DATA>
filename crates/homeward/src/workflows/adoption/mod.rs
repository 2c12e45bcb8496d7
//! Adoption application intake and review workflow.
//!
//! The only multi-record invariant in the system lives here: approving one
//! application adopts the pet and closes every other pending application for
//! it. All review mutations go through the repository's conditional
//! pending-only transition so concurrent reviews cannot both win.

pub mod domain;
pub mod repository;
pub mod router;
pub mod service;

#[cfg(test)]
mod tests;

pub use domain::{
    AdoptionApplication, AdoptionId, AdoptionListQuery, ApplicationStatus, NewApplication,
    ResolvedApplication, ReviewStamp, CASCADE_REJECTION_NOTE,
};
pub use repository::{AdoptionRepository, TransitionOutcome};
pub use router::adoption_router;
pub use service::{AdoptionWorkflowService, WorkflowError};
use homeward_api::run;

#[tokio::main]
async fn main() {
    if let Err(err) = run().await {
        eprintln!("application error: {err}");
        std::process::exit(1);
    }
}
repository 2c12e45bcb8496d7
mod common;
use chrono::{DateTime, Utc};

use super::domain::{CatalogFilter, NewPet, Pet, PetId, PetStatus, PetUpdate};
use crate::workflows::identity::UserId;
use crate::workflows::RepositoryError;

/// Fields persisted when an admin creates a listing. The repository allocates
/// the id.
#[derive(Debug, Clone)]
pub struct NewPetRecord {
    pub details: NewPet,
    pub added_by: UserId,
    pub created_at: DateTime<Utc>,
}

/// Storage abstraction for pet records.
///
/// `page` and `count` evaluate the same filter so pagination metadata always
/// agrees with the returned rows; pages are ordered by creation time
/// descending. `set_status` is a single-record update and returns whether the
/// pet existed.
pub trait PetRepository: Send + Sync {
    fn insert(&self, record: NewPetRecord) -> Result<Pet, RepositoryError>;
    fn fetch(&self, id: &PetId) -> Result<Option<Pet>, RepositoryError>;
    fn update(&self, id: &PetId, update: PetUpdate) -> Result<Option<Pet>, RepositoryError>;
    fn set_status(&self, id: &PetId, status: PetStatus) -> Result<bool, RepositoryError>;
    fn delete(&self, id: &PetId) -> Result<bool, RepositoryError>;
    fn page(
        &self,
        filter: &CatalogFilter,
        offset: usize,
        limit: usize,
    ) -> Result<Vec<Pet>, RepositoryError>;
    fn count(&self, filter: &CatalogFilter) -> Result<u64, RepositoryError>;
}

YOUR ASSIGNMENT>
Using the records above, set down exactly the lines from the one with "#[tokio::main]" through the one with "by creation time", inclusive, and nothing more.

SOLUTION>
#[tokio::main]
async fn main() {
    if let Err(err) = run().await {
        eprintln!("application error: {err}");
        std::process::exit(1);
    }
}
repository 2c12e45bcb8496d7
mod common;
use chrono::{DateTime, Utc};

use super::domain::{CatalogFilter, NewPet, Pet, PetId, PetStatus, PetUpdate};
use crate::workflows::identity::UserId;
use crate::workflows::RepositoryError;

/// Fields persisted when an admin creates a listing. The repository allocates
/// the id.
#[derive(Debug, Clone)]
pub struct NewPetRecord {
    pub details: NewPet,
    pub added_by: UserId,
    pub created_at: DateTime<Utc>,
}

/// Storage abstraction for pet records.
///
/// `page` and `count` evaluate the same filter so pagination metadata always
/// agrees with the returned rows; pages are ordered by creation time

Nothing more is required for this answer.